Stored data entries
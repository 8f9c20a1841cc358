use crate::output::fmt_html::HtmlFormatter;
use crate::output::html::{escape, Dialect};
use crate::output::table_grid::{is_pipe_conformant, parse_rows, Grid, GridSlot, MalformedPolicy};
use crate::output::{DispatchTable, FnFormatter, Format, FormatError, FormatOptions, OnBlockLeaf, OnBlockNode, OnInlineNode};
use crate::util::str_utils::{hanging_indent, join_non_empty, pad_to, prefix_lines};
use crate::wiki_elem::*;
use derive_builder::Builder;

#[derive(Clone, Copy, Default, Debug, PartialEq, Eq, Hash, Builder)]
#[builder(default)]
pub struct MdWriterOptions {
    /// Write GitHub-Flavored Markdown: `~~strikethrough~~` and pipe tables.
    pub gfm: bool,
    /// Fail on GFM tables that can't be pipe tables, instead of embedding them as HTML.
    pub strict: bool,
    /// Write every GFM table as a pipe table, leaving spanned positions empty.
    pub force_pipe_tables: bool,
}

/// Writes Markdown. Anything Markdown has no syntax for (definition lists, tables outside of GFM, plugin markup) is
/// embedded as XHTML.
#[derive(Clone)]
pub struct MdFormatter {
    options: MdWriterOptions,
    html: HtmlFormatter,
    table: DispatchTable<MdFormatter>,
}

type Rendered = Result<String, FormatError>;

impl MdFormatter {
    pub fn new(options: MdWriterOptions) -> Self {
        let table = if options.gfm { gfm_table() } else { base_table() };
        Self {
            options,
            html: HtmlFormatter::new(Dialect::Xhtml),
            table,
        }
    }

    pub fn options(&self) -> &MdWriterOptions {
        &self.options
    }

    fn text_of(&self, elems: &[InlineElem]) -> Rendered {
        let mut out = String::new();
        for elem in elems {
            out.push_str(&self.visited_result(elem.into())?);
        }
        Ok(out)
    }

    fn embedded_html(&self, elem: ElemRef<'_>) -> Rendered {
        let nodes = self.html.visited_result(elem)?;
        Ok(self.html.serialize(nodes).trim_end().to_string())
    }
}

impl Default for MdFormatter {
    fn default() -> Self {
        Self::new(MdWriterOptions::default())
    }
}

impl Format for MdFormatter {
    type Rendered = String;

    fn table(&self) -> &DispatchTable<Self> {
        &self.table
    }

    fn serialize(&self, rendered: String) -> String {
        let trimmed = rendered.trim_end_matches('\n');
        if trimmed.is_empty() {
            String::new()
        } else {
            format!("{trimmed}\n")
        }
    }

    /// Ignores the options: verbatim text becomes fenced code, which can't hold links, and the embedded HTML never
    /// contains verbatim text.
    fn apply_options(&mut self, _options: &FormatOptions) {}
}

fn base_table() -> DispatchTable<MdFormatter> {
    use BlockKind::*;
    DispatchTable::new(FnFormatter(concat_children))
        .with_all(
            [
                ElemTag::Document,
                ElemTag::BlockNode(Hr),
            ],
            OnBlockNode(blocks),
        )
        .with(ElemTag::BlockNode(Heading), OnBlockNode(section))
        .with(ElemTag::BlockLeaf(Heading), OnBlockLeaf(heading))
        .with(ElemTag::BlockNode(Paragraph), OnBlockNode(lines))
        .with(ElemTag::BlockNode(Quote), OnBlockNode(quote))
        .with_all([ElemTag::BlockNode(List), ElemTag::BlockNode(Enum)], OnBlockNode(list))
        .with(ElemTag::BlockNode(Verbatim), OnBlockNode(fenced))
        .with_all(
            [ElemTag::BlockNode(Desc), ElemTag::BlockNode(Table)],
            FnFormatter(embedded_html),
        )
        .with_all(
            [ElemTag::BlockNode(CommentOut), ElemTag::BlockLeaf(CommentOut)],
            FnFormatter(nothing),
        )
        .with(ElemTag::BlockLeaf(Verbatim), OnBlockLeaf(raw_line))
        .with(ElemTag::BlockLeaf(Hr), OnBlockLeaf(hr))
        .with(ElemTag::InlineLeaf, FnFormatter(inline_text))
        .with(ElemTag::InlineNode(InlineKind::Em), OnInlineNode(em))
        .with(ElemTag::InlineNode(InlineKind::Strong), OnInlineNode(strong))
        .with(ElemTag::InlineNode(InlineKind::Del), FnFormatter(embedded_html))
        .with(ElemTag::InlineNode(InlineKind::Literal), OnInlineNode(literal))
        .with(ElemTag::InlineNode(InlineKind::Link), OnInlineNode(link))
        .with(ElemTag::InlineNode(InlineKind::Plugin), FnFormatter(embedded_html))
}

fn gfm_table() -> DispatchTable<MdFormatter> {
    base_table()
        .with(ElemTag::BlockNode(BlockKind::Table), OnBlockNode(pipe_table))
        .with(ElemTag::InlineNode(InlineKind::Del), OnInlineNode(strikethrough))
}

fn concat_children(elem: ElemRef<'_>, fmt: &MdFormatter) -> Rendered {
    Ok(fmt.visit_children(elem)?.concat())
}

fn nothing(_: ElemRef<'_>, _: &MdFormatter) -> Rendered {
    Ok(String::new())
}

fn embedded_html(elem: ElemRef<'_>, fmt: &MdFormatter) -> Rendered {
    fmt.embedded_html(elem)
}

/// Every child is its own block, separated by a blank line.
fn blocks(node: &BlockTree, fmt: &MdFormatter) -> Rendered {
    let rendered = fmt.visit_children(ElemRef::Block(node))?;
    Ok(join_non_empty(rendered, "\n\n"))
}

/// Markdown headings can't carry an id, so a heading's id becomes an empty anchor on the line before it.
fn section(node: &BlockTree, fmt: &MdFormatter) -> Rendered {
    let body = blocks(node, fmt)?;
    match &node.data.node_id {
        Some(id) => Ok(format!("<a id=\"{}\"></a>\n{body}", escape(id))),
        None => Ok(body),
    }
}

fn lines(node: &BlockTree, fmt: &MdFormatter) -> Rendered {
    Ok(fmt.visit_children(ElemRef::Block(node))?.join("\n"))
}

fn heading(leaf: &BlockLeaf, fmt: &MdFormatter) -> Rendered {
    let level = leaf.level_or_1().clamp(1, 6) as usize;
    let text = fmt.visit_children(ElemRef::BlockLeaf(leaf))?.concat();
    Ok(format!("{} {text}", "#".repeat(level)))
}

fn quote(node: &BlockTree, fmt: &MdFormatter) -> Rendered {
    Ok(prefix_lines(&lines(node, fmt)?, "> "))
}

/// A nested list is indented to line up under the text of the item before it.
fn list(node: &BlockTree, fmt: &MdFormatter) -> Rendered {
    let mut items: Vec<String> = Vec::with_capacity(node.children.len());
    let mut number = 0;
    let mut indent = String::new();
    for child in &node.children {
        let rendered = fmt.visited_result(child.into())?;
        match child {
            Tree::Leaf(leaf) => {
                number += 1;
                let marker = match leaf.data.kind {
                    BlockKind::Enum => format!("{number}. "),
                    _ => "* ".to_string(),
                };
                indent = " ".repeat(marker.len());
                items.push(hanging_indent(&marker, &rendered));
            }
            Tree::Node(_) if rendered.is_empty() => {}
            Tree::Node(_) => match items.last_mut() {
                Some(item) => {
                    item.push('\n');
                    item.push_str(&prefix_lines(&rendered, &indent));
                }
                None => items.push(rendered),
            },
        }
    }
    Ok(items.join("\n"))
}

/// A fenced code block. The fence is longer than any run of backticks in the code.
fn fenced(node: &BlockTree, fmt: &MdFormatter) -> Rendered {
    let code = lines(node, fmt)?;
    let longest_run = code.split(|c| c != '`').map(str::len).max().unwrap_or(0);
    let fence = "`".repeat(longest_run.max(2) + 1);
    let lang = node.data.decorators.code_lang.as_deref().unwrap_or("");
    if code.is_empty() {
        Ok(format!("{fence}{lang}\n{fence}"))
    } else {
        Ok(format!("{fence}{lang}\n{code}\n{fence}"))
    }
}

fn raw_line(leaf: &BlockLeaf, _: &MdFormatter) -> Rendered {
    match &leaf.content {
        LeafContent::Raw(text) => Ok(text.clone()),
        LeafContent::Inline(inline) => Ok(inline.to_source()),
        LeafContent::Empty => Ok(String::new()),
    }
}

fn hr(_: &BlockLeaf, _: &MdFormatter) -> Rendered {
    Ok("----".to_string())
}

/// Writes a GFM pipe table when the table's shape allows it. Otherwise the table is embedded as XHTML, unless the
/// options call for an error or for flattening its spans.
fn pipe_table(node: &BlockTree, fmt: &MdFormatter) -> Rendered {
    let rows = parse_rows(node);
    if let Err(reason) = is_pipe_conformant(&rows) {
        if fmt.options.force_pipe_tables {
            log::debug!("flattening table into a pipe table: {reason}");
        } else if fmt.options.strict {
            return Err(FormatError::NonConformantTable { reason });
        } else {
            log::debug!("embedding table as HTML: {reason}");
            return fmt.embedded_html(ElemRef::Block(node));
        }
    }
    let grid = Grid::layout(&rows, MalformedPolicy::Warn)?;
    let mut cells: Vec<Vec<String>> = Vec::with_capacity(grid.rows.len());
    for row in &grid.rows {
        let mut texts = Vec::with_capacity(grid.columns);
        for slot in row {
            texts.push(match slot {
                GridSlot::Cell(cell) => fmt
                    .visited_result(ElemRef::Inline(&cell.content))?
                    .trim()
                    .replace('|', "\\|"),
                GridSlot::ColSpan | GridSlot::RowSpan | GridSlot::Empty => String::new(),
            });
        }
        cells.push(texts);
    }
    Ok(write_pipe_rows(&cells, grid.columns))
}

fn write_pipe_rows(cells: &[Vec<String>], columns: usize) -> String {
    let mut widths = vec![1; columns];
    for row in cells {
        for (width, text) in widths.iter_mut().zip(row) {
            *width = (*width).max(text.chars().count());
        }
    }
    let mut out = String::new();
    for (idx, row) in cells.iter().enumerate() {
        if idx > 0 {
            out.push('\n');
        }
        out.push('|');
        for (text, width) in row.iter().zip(&widths) {
            out.push(' ');
            pad_to(&mut out, text, *width);
            out.push_str(" |");
        }
        if idx == 0 {
            out.push_str("\n|");
            for width in &widths {
                out.push_str(&"-".repeat(width + 2));
                out.push('|');
            }
        }
    }
    out
}

fn inline_text(elem: ElemRef<'_>, _: &MdFormatter) -> Rendered {
    match elem {
        ElemRef::InlineLeaf(token) => Ok(token.as_str().to_string()),
        _ => Ok(String::new()),
    }
}

fn em(node: &InlineTree, fmt: &MdFormatter) -> Rendered {
    Ok(format!("_{}_", fmt.text_of(&node.children)?))
}

fn strong(node: &InlineTree, fmt: &MdFormatter) -> Rendered {
    Ok(format!("**{}**", fmt.text_of(&node.children)?))
}

fn strikethrough(node: &InlineTree, fmt: &MdFormatter) -> Rendered {
    Ok(format!("~~{}~~", fmt.text_of(&node.children)?))
}

/// Code spans need more backticks than the code has in a row, and padding if the code starts or ends with one.
fn literal(node: &InlineTree, _: &MdFormatter) -> Rendered {
    let code = node.to_source();
    let longest_run = code.split(|c| c != '`').map(str::len).max().unwrap_or(0);
    let ticks = "`".repeat(longest_run + 1);
    if code.starts_with('`') || code.ends_with('`') {
        Ok(format!("{ticks} {code} {ticks}"))
    } else {
        Ok(format!("{ticks}{code}{ticks}"))
    }
}

fn link(node: &InlineTree, fmt: &MdFormatter) -> Rendered {
    let parts = split_link(node);
    let caption = match parts.caption {
        Some(caption) if !caption.is_empty() => Some(caption),
        _ => None,
    };
    if !parts.has_destination() {
        return match caption {
            Some(caption) => fmt.text_of(caption),
            None => Ok(String::new()),
        };
    }
    if parts.is_image {
        let alt = caption.map_or_else(|| parts.destination.clone(), plain_text_of);
        return Ok(format!("![{alt}]({})", parts.destination));
    }
    let text = match caption {
        Some(caption) => fmt.text_of(caption)?,
        None => parts.destination.clone(),
    };
    Ok(format!("[{text}]({})", parts.destination))
}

▶ **EXERCISE OBJECTIVE**
Please find, in the entries above, every line where "escape" occurs, and copy it.

▶ **RESULT FOR THIS TASK**
use crate::output::html::{escape, Dialect};
        Some(id) => Ok(format!("<a id=\"{}\"></a>\n{body}", escape(id))),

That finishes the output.